Friday, February 10, 2006

melange of thoughts

I watched 'Born into Brothels' tonight. I find it strange that one minute, I can be staring at the balance sheets of companies with assets surpassing trillions of euros and the next, I'm watching the most adorable, shy, bright, and repressed kids growing up in total shite brothels in Calcutta. Kids endowed with wisdom beyond their years and the ability to see beauty in so many things. Having spent several months searching for a charity to contribute to regularly, I have found it.

There's a kid there, Avijit, that reminded me of my brother. They have nothing in common except the -jit names and the unfortunate memory of being particularly pudgy ladoos as children. I don't speak to my brother as much as I would like to and I think that situation will grow worse as we progress along our unique trajectories. Our's wasn't the happiest of childhoods (whose is?) ; our nuclear unit, adrift without roots in the wasteland of America, was bound together as much by our un-stated love as by the scars and secrets we inflicted upon each other. My brother and I shared so much (despite his occasional desire to suffocate me with a blanket) and I don't wonder if anyone could possibly understand me the way he does.

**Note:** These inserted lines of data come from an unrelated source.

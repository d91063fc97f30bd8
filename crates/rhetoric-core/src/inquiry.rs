// ─────────────────────────────────────────────────────────────────────
// Director-Class AI — Inquiry-Context Classifier
// ─────────────────────────────────────────────────────────────────────
//! Separates legitimate scientific discourse from pseudo-inquiry.
//!
//! Two disjoint phrase catalogs feed six booleans. The context damps
//! or boosts inquiry-sensitive findings and gates the dedicated
//! pseudo-inquiry finding.

use serde::{Deserialize, Serialize};

use rhetoric_types::{clamp_confidence, Category, Finding, GuardResult, MatchMode};

use crate::matcher::PhraseSet;

const METHODOLOGY: &[&str] = &[
    "methodology",
    "peer-reviewed",
    "peer reviewed",
    "randomized",
    "controlled trial",
    "control group",
    "double-blind",
    "sample size",
    "meta-analysis",
    "replicated",
    "statistically significant",
    "confidence interval",
];

const HUMILITY: &[&str] = &[
    "requires further study",
    "more research is needed",
    "further research",
    "i could be wrong",
    "we don't know",
    "it's unclear",
    "remains uncertain",
    "limited evidence",
    "not yet known",
    "preliminary",
];

const PROCESS: &[&str] = &[
    "let's examine",
    "let us examine",
    "step by step",
    "evaluate the evidence",
    "weigh the evidence",
    "consider the alternatives",
    "how do we know",
    "test the hypothesis",
    "review the data",
];

const HIDDEN_AGENDA: &[&str] = &[
    "don't want you to know",
    "hidden agenda",
    "the real reason",
    "behind closed doors",
    "secretly",
];

const IMPLIED_CONSPIRACY: &[&str] = &[
    "cover-up",
    "cover up",
    "wake up",
    "do your own research",
    "connect the dots",
    "the truth is out there",
    "they are hiding",
];

const RHETORICAL_MANIPULATION: &[&str] = &[
    "just asking questions",
    "isn't it strange",
    "isn't it interesting",
    "makes you wonder",
    "ask yourself why",
    "coincidence?",
    "why won't they",
];

/// Per-call classification of the input's discourse markers.
#[derive(Debug, Clone, Copy, Default, PartialEq, Eq, Serialize, Deserialize)]
pub struct InquiryContext {
    pub has_methodology_language: bool,
    pub has_intellectual_humility: bool,
    pub has_process_orientation: bool,
    pub has_hidden_agenda: bool,
    pub has_implied_conspiracy: bool,
    pub has_rhetorical_manipulation: bool,
}

impl InquiryContext {
    pub fn has_legitimate_marker(&self) -> bool {
        self.has_methodology_language
            || self.has_intellectual_humility
            || self.has_process_orientation
    }

    pub fn has_manipulative_marker(&self) -> bool {
        self.has_hidden_agenda || self.has_implied_conspiracy || self.has_rhetorical_manipulation
    }

    /// Net confidence shift for a finding of `category`.
    pub fn confidence_shift(&self, category: Category) -> f64 {
        if !category.is_inquiry_sensitive() {
            return 0.0;
        }
        let mut shift = 0.0;
        if self.has_methodology_language {
            shift -= 0.4;
        }
        if self.has_intellectual_humility {
            shift -= 0.3;
        }
        if self.has_process_orientation {
            shift -= 0.2;
        }
        if self.has_hidden_agenda {
            shift += 0.3;
        }
        if self.has_implied_conspiracy {
            shift += 0.4;
        }
        if self.has_rhetorical_manipulation {
            shift += 0.2;
        }
        // Scientific hedging must not read as vague authority.
        if category == Category::VagueAuthority
            && (self.has_methodology_language || self.has_process_orientation)
        {
            shift -= 0.5;
        }
        shift
    }

    /// Apply the shift and clamp to [0.05, 0.95].
    pub fn adjust(&self, category: Category, confidence: f64) -> f64 {
        clamp_confidence(confidence + self.confidence_shift(category))
    }

    /// The pseudo-inquiry finding, if manipulative markers appear with
    /// no legitimate marker alongside them.
    pub fn pseudo_inquiry_finding(&self) -> Option<Finding> {
        if !self.has_manipulative_marker() || self.has_legitimate_marker() {
            return None;
        }
        let (marker, confidence, rationale) = if self.has_implied_conspiracy {
            (
                "implied-conspiracy",
                0.85,
                "Questions are framed to imply a concealed conspiracy rather than to seek an answer.",
            )
        } else if self.has_hidden_agenda {
            (
                "hidden-agenda",
                0.8,
                "Questions presuppose a hidden agenda without evidence for one.",
            )
        } else {
            (
                "rhetorical-manipulation",
                0.75,
                "Rhetorical questions insinuate a conclusion while avoiding a claim.",
            )
        };
        let mut finding = Finding::new(
            "pseudo-inquiry",
            Category::PseudoInquiry,
            format!("{}: {}", Category::PseudoInquiry.display_name(), marker.replace('-', " ")),
            confidence,
            rationale,
            3,
        );
        finding.tag(Category::PseudoInquiry.as_str());
        finding.tag(marker);
        Some(finding)
    }
}

/// Compiled marker catalogs.
#[derive(Debug, Clone)]
pub struct InquiryClassifier {
    methodology: PhraseSet,
    humility: PhraseSet,
    process: PhraseSet,
    hidden_agenda: PhraseSet,
    implied_conspiracy: PhraseSet,
    rhetorical_manipulation: PhraseSet,
}

impl InquiryClassifier {
    pub fn new(mode: MatchMode) -> GuardResult<Self> {
        Ok(Self {
            methodology: PhraseSet::new(METHODOLOGY, mode)?,
            humility: PhraseSet::new(HUMILITY, mode)?,
            process: PhraseSet::new(PROCESS, mode)?,
            hidden_agenda: PhraseSet::new(HIDDEN_AGENDA, mode)?,
            implied_conspiracy: PhraseSet::new(IMPLIED_CONSPIRACY, mode)?,
            rhetorical_manipulation: PhraseSet::new(RHETORICAL_MANIPULATION, mode)?,
        })
    }

    /// Classify already lower-cased text.
    pub fn classify(&self, lowered: &str) -> InquiryContext {
        InquiryContext {
            has_methodology_language: self.methodology.any_match(lowered),
            has_intellectual_humility: self.humility.any_match(lowered),
            has_process_orientation: self.process.any_match(lowered),
            has_hidden_agenda: self.hidden_agenda.any_match(lowered),
            has_implied_conspiracy: self.implied_conspiracy.any_match(lowered),
            has_rhetorical_manipulation: self.rhetorical_manipulation.any_match(lowered),
        }
    }
}

#[cfg(test)]
mod tests {
    use super::*;

    fn classify(text: &str) -> InquiryContext {
        InquiryClassifier::new(MatchMode::WordBoundary)
            .unwrap()
            .classify(&text.to_lowercase())
    }

    #[test]
    fn test_catalogs_are_disjoint() {
        let legit: Vec<&str> = [METHODOLOGY, HUMILITY, PROCESS].concat();
        let manip: Vec<&str> = [HIDDEN_AGENDA, IMPLIED_CONSPIRACY, RHETORICAL_MANIPULATION].concat();
        for p in &legit {
            assert!(!manip.contains(p), "{p} in both catalogs");
        }
    }

    #[test]
    fn test_plain_text_has_no_markers() {
        let ctx = classify("The weather is mild today.");
        assert_eq!(ctx, InquiryContext::default());
    }

    #[test]
    fn test_humility_detected() {
        let ctx = classify("This requires further study.");
        assert!(ctx.has_intellectual_humility);
        assert!(ctx.has_legitimate_marker());
    }

    #[test]
    fn test_damping_stacks() {
        let ctx = InquiryContext {
            has_methodology_language: true,
            has_intellectual_humility: true,
            ..Default::default()
        };
        let shift = ctx.confidence_shift(Category::DataLessClaim);
        assert!((shift + 0.7).abs() < 1e-9);
    }

    #[test]
    fn test_vague_authority_extra_penalty() {
        let ctx = InquiryContext {
            has_process_orientation: true,
            ..Default::default()
        };
        assert!((ctx.confidence_shift(Category::VagueAuthority) + 0.7).abs() < 1e-9);
        assert!((ctx.confidence_shift(Category::SpeculativeClaim) + 0.2).abs() < 1e-9);
    }

    #[test]
    fn test_boosting() {
        let ctx = InquiryContext {
            has_hidden_agenda: true,
            has_implied_conspiracy: true,
            has_rhetorical_manipulation: true,
            ..Default::default()
        };
        assert!((ctx.confidence_shift(Category::VagueAuthority) - 0.9).abs() < 1e-9);
        assert_eq!(ctx.adjust(Category::VagueAuthority, 0.7), 0.95);
    }

    #[test]
    fn test_insensitive_category_unchanged() {
        let ctx = InquiryContext {
            has_methodology_language: true,
            ..Default::default()
        };
        assert_eq!(ctx.adjust(Category::FalseUrgency, 0.85), 0.85);
    }

    #[test]
    fn test_adjust_clamps_floor() {
        let ctx = InquiryContext {
            has_methodology_language: true,
            has_intellectual_humility: true,
            has_process_orientation: true,
            ..Default::default()
        };
        assert_eq!(ctx.adjust(Category::VagueAuthority, 0.55), 0.05);
    }

    #[test]
    fn test_pseudo_inquiry_priority_order() {
        let ctx = classify("Isn't it strange? Wake up. They don't want you to know.");
        let f = ctx.pseudo_inquiry_finding().unwrap();
        assert_eq!(f.confidence, 0.85);
        assert!(f.has_tag("implied-conspiracy"));

        let ctx = classify("Behind closed doors, isn't it strange?");
        let f = ctx.pseudo_inquiry_finding().unwrap();
        assert_eq!(f.confidence, 0.8);

        let ctx = classify("Makes you wonder.");
        let f = ctx.pseudo_inquiry_finding().unwrap();
        assert_eq!(f.confidence, 0.75);
    }

    #[test]
    fn test_pseudo_inquiry_suppressed_by_legitimate_marker() {
        let ctx = classify("Makes you wonder, but more research is needed.");
        assert!(ctx.has_rhetorical_manipulation);
        assert!(ctx.pseudo_inquiry_finding().is_none());
    }

    #[test]
    fn test_no_pseudo_inquiry_without_markers() {
        assert!(InquiryContext::default().pseudo_inquiry_finding().is_none());
    }
}
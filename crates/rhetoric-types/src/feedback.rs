// ─────────────────────────────────────────────────────────────────────
// Director-Class AI — Rhetoric Kernel Feedback & Adjustment Records
// ─────────────────────────────────────────────────────────────────────

use std::collections::VecDeque;

use chrono::{DateTime, Utc};
use serde::{Deserialize, Serialize};

/// Classified user feedback on a finding.
#[derive(Debug, Clone, Copy, PartialEq, Eq, Hash, Serialize, Deserialize)]
#[serde(rename_all = "snake_case")]
pub enum FeedbackKind {
    FalsePositive,
    FalseNegative,
    Correct,
    Disputed,
}

impl FeedbackKind {
    /// Confidence nudge before the intensity multiplier.
    pub fn base_delta(&self) -> f64 {
        match self {
            FeedbackKind::FalsePositive => -0.05,
            FeedbackKind::FalseNegative => 0.05,
            FeedbackKind::Correct => 0.0,
            FeedbackKind::Disputed => -0.025,
        }
    }

    pub fn as_str(&self) -> &'static str {
        match self {
            FeedbackKind::FalsePositive => "false_positive",
            FeedbackKind::FalseNegative => "false_negative",
            FeedbackKind::Correct => "correct",
            FeedbackKind::Disputed => "disputed",
        }
    }
}

/// Input of the feedback call.
#[derive(Debug, Clone, Serialize, Deserialize)]
pub struct FeedbackRequest {
    pub pattern_id: String,
    pub original_confidence: f64,
    pub feedback_text: String,
    #[serde(default)]
    pub context_snippet: String,
}

/// One learning event in a record's history.
#[derive(Debug, Clone, PartialEq, Serialize, Deserialize)]
pub struct FeedbackEvent {
    pub kind: FeedbackKind,
    pub intensity: f64,
    pub raw_delta: f64,
    /// What actually moved the cumulative factor (after the ± bound).
    pub applied_delta: f64,
    pub feedback_text: String,
    pub context_snippet: String,
    pub recorded_at: DateTime<Utc>,
}

/// Persistent per-pattern confidence nudge learned from feedback.
///
/// The factor is bounded at write time: a delta that would push it past
/// `±max_adjustment` is capped so the total lands exactly on the bound.
#[derive(Debug, Clone, PartialEq, Serialize, Deserialize)]
pub struct AdjustmentRecord {
    pattern_id: String,
    adjustment_factor: f64,
    learning_history: VecDeque<FeedbackEvent>,
    last_updated: DateTime<Utc>,
}

impl AdjustmentRecord {
    pub fn new(pattern_id: impl Into<String>) -> Self {
        Self {
            pattern_id: pattern_id.into(),
            adjustment_factor: 0.0,
            learning_history: VecDeque::new(),
            last_updated: Utc::now(),
        }
    }

    pub fn pattern_id(&self) -> &str {
        &self.pattern_id
    }

    pub fn adjustment_factor(&self) -> f64 {
        self.adjustment_factor
    }

    pub fn learning_history(&self) -> &VecDeque<FeedbackEvent> {
        &self.learning_history
    }

    pub fn last_updated(&self) -> DateTime<Utc> {
        self.last_updated
    }

    /// Add `raw_delta` to the cumulative factor, bounded to
    /// `[-max_adjustment, max_adjustment]`. Returns the delta applied.
    pub fn apply_delta(&mut self, raw_delta: f64, max_adjustment: f64) -> f64 {
        if !raw_delta.is_finite() {
            log::warn!(
                "apply_delta: non-finite delta for '{}', ignoring",
                self.pattern_id
            );
            return 0.0;
        }
        let bound = max_adjustment.abs();
        let current = self.adjustment_factor;
        let next = (current + raw_delta).clamp(-bound, bound);
        self.adjustment_factor = next;
        self.last_updated = Utc::now();
        next - current
    }

    /// Append an event, evicting the oldest entries beyond `cap`.
    pub fn push_event(&mut self, event: FeedbackEvent, cap: usize) {
        self.learning_history.push_back(event);
        while self.learning_history.len() > cap {
            self.learning_history.pop_front();
        }
        self.last_updated = Utc::now();
    }

    /// Re-establish invariants on a record loaded from outside the
    /// process (durable storage, hand-edited files).
    pub fn sanitize(&mut self, max_adjustment: f64, cap: usize) {
        let bound = max_adjustment.abs();
        if !self.adjustment_factor.is_finite() {
            self.adjustment_factor = 0.0;
        }
        self.adjustment_factor = self.adjustment_factor.clamp(-bound, bound);
        while self.learning_history.len() > cap {
            self.learning_history.pop_front();
        }
    }
}

#[cfg(test)]
mod tests {
    use super::*;

    fn event(kind: FeedbackKind) -> FeedbackEvent {
        FeedbackEvent {
            kind,
            intensity: 1.0,
            raw_delta: kind.base_delta(),
            applied_delta: kind.base_delta(),
            feedback_text: String::new(),
            context_snippet: String::new(),
            recorded_at: Utc::now(),
        }
    }

    #[test]
    fn test_apply_delta_within_bound() {
        let mut r = AdjustmentRecord::new("p");
        let applied = r.apply_delta(-0.1, 0.3);
        assert!((applied + 0.1).abs() < 1e-12);
        assert!((r.adjustment_factor() + 0.1).abs() < 1e-12);
    }

    #[test]
    fn test_apply_delta_caps_at_bound() {
        let mut r = AdjustmentRecord::new("p");
        r.apply_delta(0.25, 0.3);
        let applied = r.apply_delta(0.2, 0.3);
        assert_eq!(r.adjustment_factor(), 0.3);
        assert!((applied - 0.05).abs() < 1e-9);
    }

    #[test]
    fn test_apply_delta_at_bound_applies_zero() {
        let mut r = AdjustmentRecord::new("p");
        r.apply_delta(-0.5, 0.3);
        assert_eq!(r.adjustment_factor(), -0.3);
        assert_eq!(r.apply_delta(-0.05, 0.3), 0.0);
    }

    #[test]
    fn test_apply_delta_ignores_nan() {
        let mut r = AdjustmentRecord::new("p");
        assert_eq!(r.apply_delta(f64::NAN, 0.3), 0.0);
        assert_eq!(r.adjustment_factor(), 0.0);
    }

    #[test]
    fn test_history_evicts_oldest() {
        let mut r = AdjustmentRecord::new("p");
        r.push_event(event(FeedbackKind::Correct), 2);
        r.push_event(event(FeedbackKind::Disputed), 2);
        r.push_event(event(FeedbackKind::FalsePositive), 2);
        assert_eq!(r.learning_history().len(), 2);
        assert_eq!(r.learning_history()[0].kind, FeedbackKind::Disputed);
    }

    #[test]
    fn test_sanitize_restores_bound() {
        let json = r#"{
            "pattern_id": "p",
            "adjustment_factor": 0.9,
            "learning_history": [],
            "last_updated": "2026-01-01T00:00:00Z"
        }"#;
        let mut r: AdjustmentRecord = serde_json::from_str(json).unwrap();
        r.sanitize(0.3, 10);
        assert_eq!(r.adjustment_factor(), 0.3);
    }

    #[test]
    fn test_feedback_kind_wire_format() {
        let json = serde_json::to_string(&FeedbackKind::FalsePositive).unwrap();
        assert_eq!(json, "\"false_positive\"");
    }

    mod props {
        use super::*;
        use proptest::prelude::*;

        proptest! {
            #[test]
            fn factor_never_leaves_bound(deltas in proptest::collection::vec(-0.5f64..0.5, 0..64)) {
                let mut r = AdjustmentRecord::new("p");
                for d in deltas {
                    r.apply_delta(d, 0.3);
                    prop_assert!(r.adjustment_factor().abs() <= 0.3);
                }
            }
        }
    }
}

I'm told (subtly) over and over again that at some point in our lives we choose our partners over our families. This case was never as clear-cut and extreme as it was for ho-bot. However, my family never imposed that choice on me. Perhaps that is why I don't think I would ever be capable of giving that satisfaction to a partner; or rather, a potential partner would be out of the running if I felt at any moment he couldn't pass the litmus test of my family. Call it disillusion with relationships/love, a destiny of solitude, or insane loyalty. Call it whatever you like. As much as my family pisses me off, they define my existence completely.